A single semen sample is not determining for disease diagnosis, so two different samples have to be analyzed with an interval between them of seven days to three months, as sperm production is a cyclic process. It is prudent to ask about possible sample loss, as that could mask true results of spermiogram.
To obtain the sample, a sterile plastic recipient is put directly inside, always no more than one hour before being studied. Conventional preservatives shouldn't be used, as they have chemical substances as lubricants or spermicides that could damage the sample. If preservatives have to be used, for cases of religious ethics in which masturbation is forbidden, a preservative with holes is used. In case of paraplegia it is possible to use mechanic tools or electroejaculation.
The sample should never be obtained through coitus interruptus for several reasons:
- Some part of ejaculation could be lost.
- Bacterial contamination could happen.
- The acid vaginal pH could be deleterious for sperm motility.
Also is very important to label the sample correctly the recipient with patient identification, date, hour, abstinence days, among other data required to be known.
The volume of the semen sample, approximate number of total sperm cells, sperm motility/forward progression, and % of sperm with normal morphology are measured. This is the most common type of fertility testing. Semen deficiencies are often labeled as follows:
- Oligospermia or oligozoospermia – decreased number of spermatozoa in semen
- Aspermia – complete lack of semen
- Hypospermia – reduced seminal volume
- Azoospermia – absence of sperm cells in semen
- Teratospermia – increase in sperm with abnormal morphology
- Asthenozoospermia – reduced sperm motility
- Necrozoospermia – all sperm in the ejaculate are dead
- Leucospermia – a high level of white blood cells in semen
- Normozoospermia or normospermia – It is a result of semen analysis that shows normal values of all ejaculate parameters by WHO but still there are chances of being infertile. This is also called as unexplained Infertility 
There are various combinations of these as well, e.g. Teratoasthenozoospermia, which is reduced sperm morphology and motility. Low sperm counts are often associated with decreased sperm motility and increased abnormal morphology, thus the terms "oligoasthenoteratozoospermia" or "oligospermia" can be used as a catch-all.
Common hormonal test include determination of FSH and testosterone levels. A blood sample can reveal genetic causes of infertility, e.g. Klinefelter syndrome, a Y chromosome microdeletion, or cystic fibrosis.

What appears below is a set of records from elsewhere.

//
// Copyright 2026 The Portal Project Authors.
//
// Licensed under the Apache License, Version 2.0 (the "License");
// you may not use this file except in compliance with the License.
// You may obtain a copy of the License at
//
//      http://www.apache.org/licenses/LICENSE-2.0
//
// Unless required by applicable law or agreed to in writing, software
// distributed under the License is distributed on an "AS IS" BASIS,
// WITHOUT WARRANTIES OR CONDITIONS OF ANY KIND, either express or implied.
// See the License for the specific language governing permissions and
// limitations under the License.
//

//! The streaming Telnet scanner: walks a byte slice and reports IAC
//! sequences plus the application-byte runs between them, restartably
//! across chunk boundaries.

use crate::consts::{DO, DONT, IAC, SB, SE, WILL, WONT};
use bytes::Bytes;

/// One event located by the scanner, in arrival order.
#[derive(Debug, Clone, PartialEq, Eq)]
pub enum TelnetEvent {
    /// A run of application bytes to forward to the client unchanged.
    Data(Bytes),
    /// `WILL`/`WONT`/`DO`/`DONT` with its option byte.
    Command(u8, u8),
    /// A complete `SB <opt> ... SE` body, with `IAC IAC` escapes inside the
    /// payload collapsed to a single `0xFF`.
    Subneg(u8, Bytes),
}

/// Streaming, restartable Telnet scanner.
///
/// Bytes left over at the end of a `feed()` call because they form an
/// incomplete command or subnegotiation are buffered and consumed by the
/// next call — this buffer is the "resumable...scan buffer" the pipeline
/// is built around.
#[derive(Debug, Default)]
pub struct TelnetScanner {
    pending: Vec<u8>,
}

impl TelnetScanner {
    /// Create an empty scanner.
    pub fn new() -> Self {
        Self::default()
    }

    /// True if a partial sequence is buffered awaiting more bytes.
    pub fn has_pending(&self) -> bool {
        !self.pending.is_empty()
    }

    /// Discard any buffered partial sequence.
    ///
    /// A caller that stops trusting a `feed()` call partway through its
    /// returned events (MCCP2 activation mid-buffer: everything scanned
    /// after the activating subnegotiation is raw deflate data the scanner
    /// mistook for telnet syntax) must reset here before resuming with the
    /// inflater's output, so no leftover bytes from the misread tail carry
    /// into the next call.
    pub fn reset(&mut self) {
        self.pending.clear();
    }

    /// Feed a new slice of bytes (a single arrival, or a fragment of one).
    ///
    /// Returns events paired with the offset into `input` (end-exclusive,
    /// saturating at 0) at which the event's bytes are fully consumed. This
    /// lets a caller that splits the stream mid-arrival (MCCP2 activation)
    /// locate the split point without the scanner knowing about compression.
    pub fn feed(&mut self, input: &[u8]) -> Vec<(TelnetEvent, usize)> {
        let carry = self.pending.len();
        let mut buf = std::mem::take(&mut self.pending);
        buf.extend_from_slice(input);
        let n = buf.len();

        let mut events = Vec::new();
        let mut i = 0usize;
        let mut data_start = 0usize;

        let input_offset = |end: usize| end.saturating_sub(carry);

        while i < n {
            if buf[i] != IAC {
                i += 1;
                continue;
            }

            // buf[i] is IAC; need at least one more byte to know what it is.
            if i + 1 >= n {
                Self::flush_data(&buf, data_start, i, &mut events, input_offset);
                self.pending = buf[i..n].to_vec();
                return events;
            }

            match buf[i + 1] {
                SB => {
                    if i + 2 >= n {
                        Self::flush_data(&buf, data_start, i, &mut events, input_offset);
                        self.pending = buf[i..n].to_vec();
                        return events;
                    }
                    let opt = buf[i + 2];
                    let mut j = i + 3;
                    let mut payload = Vec::new();
                    let mut closed = false;
                    while j < n {
                        if buf[j] == IAC {
                            if j + 1 >= n {
                                break; // incomplete, need more bytes
                            }
                            match buf[j + 1] {
                                SE => {
                                    j += 2;
                                    closed = true;
                                    break;
                                }
                                IAC => {
                                    payload.push(0xFF);
                                    j += 2;
                                }
                                other => {
                                    // Not a valid in-payload escape; keep both
                                    // bytes literally rather than dropping
                                    // them (malformed sequences are never
                                    // silently discarded).
                                    payload.push(IAC);
                                    payload.push(other);
                                    j += 2;
                                }
                            }
                        } else {
                            payload.push(buf[j]);
                            j += 1;
                        }
                    }
                    if closed {
                        Self::flush_data(&buf, data_start, i, &mut events, input_offset);
                        events.push((TelnetEvent::Subneg(opt, Bytes::from(payload)), input_offset(j)));
                        i = j;
                        data_start = j;
                    } else {
                        Self::flush_data(&buf, data_start, i, &mut events, input_offset);
                        self.pending = buf[i..n].to_vec();
                        return events;
                    }
                }
                WILL | WONT | DO | DONT => {
                    let cmd = buf[i + 1];
                    if i + 2 >= n {
                        Self::flush_data(&buf, data_start, i, &mut events, input_offset);
                        self.pending = buf[i..n].to_vec();
                        return events;
                    }
                    let opt = buf[i + 2];
                    Self::flush_data(&buf, data_start, i, &mut events, input_offset);
                    events.push((TelnetEvent::Command(cmd, opt), input_offset(i + 3)));
                    i += 3;
                    data_start = i;
                }
                _ => {
                    // IAC followed by an unknown/unhandled command byte:
                    // malformed, surfaced as data, never dropped. Just keep
                    // scanning; these bytes stay part of the current data
                    // run and are flushed with it.
                    i += 2;
                }
            }
        }

        Self::flush_data(&buf, data_start, n, &mut events, input_offset);
        self.pending.clear();
        events
    }

    fn flush_data(
        buf: &[u8],
        start: usize,
        end: usize,
        events: &mut Vec<(TelnetEvent, usize)>,
        input_offset: impl Fn(usize) -> usize,
    ) {
        if end > start {
            events.push((
                TelnetEvent::Data(Bytes::copy_from_slice(&buf[start..end])),
                input_offset(end),
            ));
        }
    }
}

#[cfg(test)]
mod tests {
    use super::*;
    use crate::consts::option;

    fn events_only(scanner: &mut TelnetScanner, input: &[u8]) -> Vec<TelnetEvent> {
        scanner.feed(input).into_iter().map(|(e, _)| e).collect()
    }

    #[test]
    fn plain_data_passes_through() {
        let mut s = TelnetScanner::new();
        let events = events_only(&mut s, b"hello");
        assert_eq!(events, vec![TelnetEvent::Data(Bytes::from_static(b"hello"))]);
    }

    #[test]
    fn command_is_reported_and_data_is_split_around_it() {
        let mut s = TelnetScanner::new();
        let mut input = b"ab".to_vec();
        input.extend_from_slice(&[IAC, DO, option::TTYPE]);
        input.extend_from_slice(b"cd");
        let events = events_only(&mut s, &input);
        assert_eq!(
            events,
            vec![
                TelnetEvent::Data(Bytes::from_static(b"ab")),
                TelnetEvent::Command(DO, option::TTYPE),
                TelnetEvent::Data(Bytes::from_static(b"cd")),
            ]
        );
    }

    #[test]
    fn subneg_collapses_doubled_iac_in_payload() {
        let mut s = TelnetScanner::new();
        let input = [IAC, SB, option::GMCP, 0x01, IAC, IAC, 0x02, IAC, SE];
        let events = events_only(&mut s, &input);
        assert_eq!(
            events,
            vec![TelnetEvent::Subneg(option::GMCP, Bytes::from_static(&[0x01, 0xFF, 0x02]))]
        );
    }

    #[test]
    fn incomplete_command_is_buffered_and_resumed() {
        let mut s = TelnetScanner::new();
        let first = events_only(&mut s, &[b'x', IAC, DO]);
        assert_eq!(first, vec![TelnetEvent::Data(Bytes::from_static(b"x"))]);
        assert!(s.has_pending());
        let second = events_only(&mut s, &[option::TTYPE, b'y']);
        assert_eq!(
            second,
            vec![
                TelnetEvent::Command(DO, option::TTYPE),
                TelnetEvent::Data(Bytes::from_static(b"y")),
            ]
        );
        assert!(!s.has_pending());
    }

    #[test]
    fn incomplete_subneg_is_buffered_and_resumed() {
        let mut s = TelnetScanner::new();
        let first = events_only(&mut s, &[IAC, SB, option::MCCP2, IAC]);
        assert!(first.is_empty());
        let second = events_only(&mut s, &[SE]);
        assert_eq!(second, vec![TelnetEvent::Subneg(option::MCCP2, Bytes::new())]);
    }

    #[test]
    fn reset_discards_a_buffered_partial_sequence() {
        let mut s = TelnetScanner::new();
        events_only(&mut s, &[b'x', IAC, DO]);
        assert!(s.has_pending());
        s.reset();
        assert!(!s.has_pending());
    }

    #[test]
    fn malformed_iac_command_is_surfaced_as_data_not_dropped() {
        let mut s = TelnetScanner::new();
        // IAC followed by an unassigned/unknown command byte (0x01).
        let events = events_only(&mut s, &[b'a', IAC, 0x01, b'b']);
        assert_eq!(events, vec![TelnetEvent::Data(Bytes::from_static(&[b'a', IAC, 0x01, b'b']))]);
    }

    #[test]
    fn splitting_input_arbitrarily_yields_the_same_event_stream() {
        let whole = {
            let mut v = b"Hi".to_vec();
            v.extend_from_slice(&[IAC, WILL, option::SGA]);
            v.extend_from_slice(&[IAC, SB, option::GMCP, b'x', IAC, SE]);
            v.extend_from_slice(b"bye");
            v
        };

        let mut baseline = TelnetScanner::new();
        let expected = events_only(&mut baseline, &whole);

        for split in 0..=whole.len() {
            let mut s = TelnetScanner::new();
            let mut got = events_only(&mut s, &whole[..split]);
            got.extend(events_only(&mut s, &whole[split..]));
            assert_eq!(got, expected, "mismatch splitting at {split}");
        }
    }

    #[test]
    fn offsets_point_into_the_fed_slice() {
        let mut s = TelnetScanner::new();
        let input = [b'a', b'b', IAC, WILL, option::ECHO, b'c'];
        let events = s.feed(&input);
        assert_eq!(events[0], (TelnetEvent::Data(Bytes::from_static(b"ab")), 2));
        assert_eq!(events[1], (TelnetEvent::Command(WILL, option::ECHO), 5));
        assert_eq!(events[2], (TelnetEvent::Data(Bytes::from_static(b"c")), 6));
    }
}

Scrotal ultrasonography is useful when there is a suspicion of some particular diseases. It may detect signs of testicular dysgenesis, which is often related to an impaired spermatogenesis and to a higher risk of testicular cancer. Scrotum ultrasonography may also detect testicular lesions suggestive of malignancy. A decreased testicular vascularization is characteristic of testicular torsion, whereas hyperemia is often observed in epididymo-orchitis or in some malignant conditions such as lymphoma and leukemia. Doppler ultrasonography useful in assessing venous reflux in case of a varicocele, when palpation is unreliable or in detecting recurrence or persistence after surgery, although the impact of its detection and surgical correction on sperm parameters and overall fertility is debated.
Dilation of the head or tail of the epididymis is suggestive of obstruction or inflammation of the male reproductive tract. Such abnormalities are associated with abnormalities in sperm parameters, as are abnormalities in the texture of the epididymis. Scrotal and transrectal ultrasonography (TRUS) are useful in detecting uni- or bilateral congenital absence of the vas deferens (CBAVD), which may be associated with abnormalities or agenesis of the epididymis, seminal vesicles or kidneys, and indicate the need for testicular sperm extraction. TRUS plays a key role in assessing azoospermia caused by obstruction, and detecting distal CBAVD or anomalies related to obstruction of the ejaculatory duct, such as abnormalities within the duct itself, a median cyst of the prostate (indicating a need for cyst aspiration), or an impairment of the seminal vesicles to become enlarged or emptied.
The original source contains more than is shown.